►

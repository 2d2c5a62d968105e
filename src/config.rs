use std::env;
use std::net::SocketAddr;

use crate::{
    canvas::ViewportSize,
    entities::Coordinates,
    error::{config_error, Error},
    format::Locale,
};

pub const DEFAULT_API_BASE: &str = "https://test-js.zmaps-api.com";
pub const DEFAULT_LISTEN_ADDR: &str = "127.0.0.1:3000";

/// Kagurazaka station.
pub const DEFAULT_ORIGIN: Coordinates = Coordinates {
    lat: 35.703874744612726,
    lng: 139.73442305859913,
};

/// Mos Burger Kagurazaka-shita.
pub const DEFAULT_DESTINATION: Coordinates = Coordinates {
    lat: 35.700504770928035,
    lng: 139.74237209059712,
};

#[derive(Clone, Debug)]
pub struct Config {
    pub api_base: String,
    pub api_key: Option<String>,
    pub listen_addr: SocketAddr,
    pub locale: Locale,
    pub viewport: ViewportSize,
    pub zoom_margin: f64,
    pub origin: Coordinates,
    pub destination: Coordinates,
}

impl Config {
    /// Reads `ITINERA_*` variables, loading `.env` first when present.
    pub fn from_env() -> Result<Self, Error> {
        dotenv::dotenv().ok();

        Self::from_lookup(|key| env::var(key).ok())
    }

    pub fn from_lookup<F>(lookup: F) -> Result<Self, Error>
    where
        F: Fn(&str) -> Option<String>,
    {
        let api_base = lookup("ITINERA_API_BASE").unwrap_or_else(|| DEFAULT_API_BASE.into());
        let api_key = lookup("ITINERA_API_KEY").filter(|key| !key.is_empty());

        let listen_addr = lookup("ITINERA_LISTEN_ADDR")
            .unwrap_or_else(|| DEFAULT_LISTEN_ADDR.into())
            .parse::<SocketAddr>()
            .map_err(|err| config_error(format!("ITINERA_LISTEN_ADDR: {}", err)))?;

        let locale = match lookup("ITINERA_LOCALE") {
            Some(value) => value.parse()?,
            None => Locale::default(),
        };

        let viewport = match lookup("ITINERA_VIEWPORT") {
            Some(value) => value.parse()?,
            None => ViewportSize::default(),
        };

        let zoom_margin = match lookup("ITINERA_ZOOM_MARGIN") {
            Some(value) => value
                .parse::<f64>()
                .map_err(|err| config_error(format!("ITINERA_ZOOM_MARGIN: {}", err)))?,
            None => 0.5,
        };

        Ok(Self {
            api_base,
            api_key,
            listen_addr,
            locale,
            viewport,
            zoom_margin,
            origin: DEFAULT_ORIGIN,
            destination: DEFAULT_DESTINATION,
        })
    }
}

#[cfg(test)]
fn lookup_from(pairs: &'static [(&'static str, &'static str)]) -> impl Fn(&str) -> Option<String> {
    move |key| {
        pairs
            .iter()
            .find(|(k, _)| *k == key)
            .map(|(_, v)| v.to_string())
    }
}

#[test]
fn defaults_without_environment() {
    let config = Config::from_lookup(lookup_from(&[])).unwrap();

    assert_eq!(config.api_base, DEFAULT_API_BASE);
    assert_eq!(config.api_key, None);
    assert_eq!(config.listen_addr.port(), 3000);
    assert_eq!(config.locale, Locale::En);
    assert_eq!(config.viewport, ViewportSize::default());
    assert_eq!(config.zoom_margin, 0.5);
    assert_eq!(config.origin, DEFAULT_ORIGIN);
}

#[test]
fn reads_overrides() {
    let config = Config::from_lookup(lookup_from(&[
        ("ITINERA_API_BASE", "http://localhost:8080"),
        ("ITINERA_API_KEY", "secret"),
        ("ITINERA_LISTEN_ADDR", "0.0.0.0:8000"),
        ("ITINERA_LOCALE", "ja"),
        ("ITINERA_VIEWPORT", "1280x720"),
    ]))
    .unwrap();

    assert_eq!(config.api_base, "http://localhost:8080");
    assert_eq!(config.api_key.as_deref(), Some("secret"));
    assert_eq!(config.listen_addr.port(), 8000);
    assert_eq!(config.locale, Locale::Ja);
    assert_eq!(config.viewport.width, 1280.0);
}

#[test]
fn rejects_malformed_values() {
    use crate::error::CONFIG;

    let err = Config::from_lookup(lookup_from(&[("ITINERA_LISTEN_ADDR", "nowhere")])).unwrap_err();
    assert_eq!(err.code, CONFIG);

    let err = Config::from_lookup(lookup_from(&[("ITINERA_LOCALE", "xx")])).unwrap_err();
    assert_eq!(err.code, CONFIG);
}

◄

[Your assignment] Please write out the whole listing once more, exactly.

[Solution to this problem]
repository 2d2c5a62d968105e
filename src/config.rs
use std::env;
use std::net::SocketAddr;

use crate::{
    canvas::ViewportSize,
    entities::Coordinates,
    error::{config_error, Error},
    format::Locale,
};

pub const DEFAULT_API_BASE: &str = "https://test-js.zmaps-api.com";
pub const DEFAULT_LISTEN_ADDR: &str = "127.0.0.1:3000";

/// Kagurazaka station.
pub const DEFAULT_ORIGIN: Coordinates = Coordinates {
    lat: 35.703874744612726,
    lng: 139.73442305859913,
};

/// Mos Burger Kagurazaka-shita.
pub const DEFAULT_DESTINATION: Coordinates = Coordinates {
    lat: 35.700504770928035,
    lng: 139.74237209059712,
};

#[derive(Clone, Debug)]
pub struct Config {
    pub api_base: String,
    pub api_key: Option<String>,
    pub listen_addr: SocketAddr,
    pub locale: Locale,
    pub viewport: ViewportSize,
    pub zoom_margin: f64,
    pub origin: Coordinates,
    pub destination: Coordinates,
}

impl Config {
    /// Reads `ITINERA_*` variables, loading `.env` first when present.
    pub fn from_env() -> Result<Self, Error> {
        dotenv::dotenv().ok();

        Self::from_lookup(|key| env::var(key).ok())
    }

    pub fn from_lookup<F>(lookup: F) -> Result<Self, Error>
    where
        F: Fn(&str) -> Option<String>,
    {
        let api_base = lookup("ITINERA_API_BASE").unwrap_or_else(|| DEFAULT_API_BASE.into());
        let api_key = lookup("ITINERA_API_KEY").filter(|key| !key.is_empty());

        let listen_addr = lookup("ITINERA_LISTEN_ADDR")
            .unwrap_or_else(|| DEFAULT_LISTEN_ADDR.into())
            .parse::<SocketAddr>()
            .map_err(|err| config_error(format!("ITINERA_LISTEN_ADDR: {}", err)))?;

        let locale = match lookup("ITINERA_LOCALE") {
            Some(value) => value.parse()?,
            None => Locale::default(),
        };

        let viewport = match lookup("ITINERA_VIEWPORT") {
            Some(value) => value.parse()?,
            None => ViewportSize::default(),
        };

        let zoom_margin = match lookup("ITINERA_ZOOM_MARGIN") {
            Some(value) => value
                .parse::<f64>()
                .map_err(|err| config_error(format!("ITINERA_ZOOM_MARGIN: {}", err)))?,
            None => 0.5,
        };

        Ok(Self {
            api_base,
            api_key,
            listen_addr,
            locale,
            viewport,
            zoom_margin,
            origin: DEFAULT_ORIGIN,
            destination: DEFAULT_DESTINATION,
        })
    }
}

#[cfg(test)]
fn lookup_from(pairs: &'static [(&'static str, &'static str)]) -> impl Fn(&str) -> Option<String> {
    move |key| {
        pairs
            .iter()
            .find(|(k, _)| *k == key)
            .map(|(_, v)| v.to_string())
    }
}

#[test]
fn defaults_without_environment() {
    let config = Config::from_lookup(lookup_from(&[])).unwrap();

    assert_eq!(config.api_base, DEFAULT_API_BASE);
    assert_eq!(config.api_key, None);
    assert_eq!(config.listen_addr.port(), 3000);
    assert_eq!(config.locale, Locale::En);
    assert_eq!(config.viewport, ViewportSize::default());
    assert_eq!(config.zoom_margin, 0.5);
    assert_eq!(config.origin, DEFAULT_ORIGIN);
}

#[test]
fn reads_overrides() {
    let config = Config::from_lookup(lookup_from(&[
        ("ITINERA_API_BASE", "http://localhost:8080"),
        ("ITINERA_API_KEY", "secret"),
        ("ITINERA_LISTEN_ADDR", "0.0.0.0:8000"),
        ("ITINERA_LOCALE", "ja"),
        ("ITINERA_VIEWPORT", "1280x720"),
    ]))
    .unwrap();

    assert_eq!(config.api_base, "http://localhost:8080");
    assert_eq!(config.api_key.as_deref(), Some("secret"));
    assert_eq!(config.listen_addr.port(), 8000);
    assert_eq!(config.locale, Locale::Ja);
    assert_eq!(config.viewport.width, 1280.0);
}

#[test]
fn rejects_malformed_values() {
    use crate::error::CONFIG;

    let err = Config::from_lookup(lookup_from(&[("ITINERA_LISTEN_ADDR", "nowhere")])).unwrap_err();
    assert_eq!(err.code, CONFIG);

    let err = Config::from_lookup(lookup_from(&[("ITINERA_LOCALE", "xx")])).unwrap_err();
    assert_eq!(err.code, CONFIG);
}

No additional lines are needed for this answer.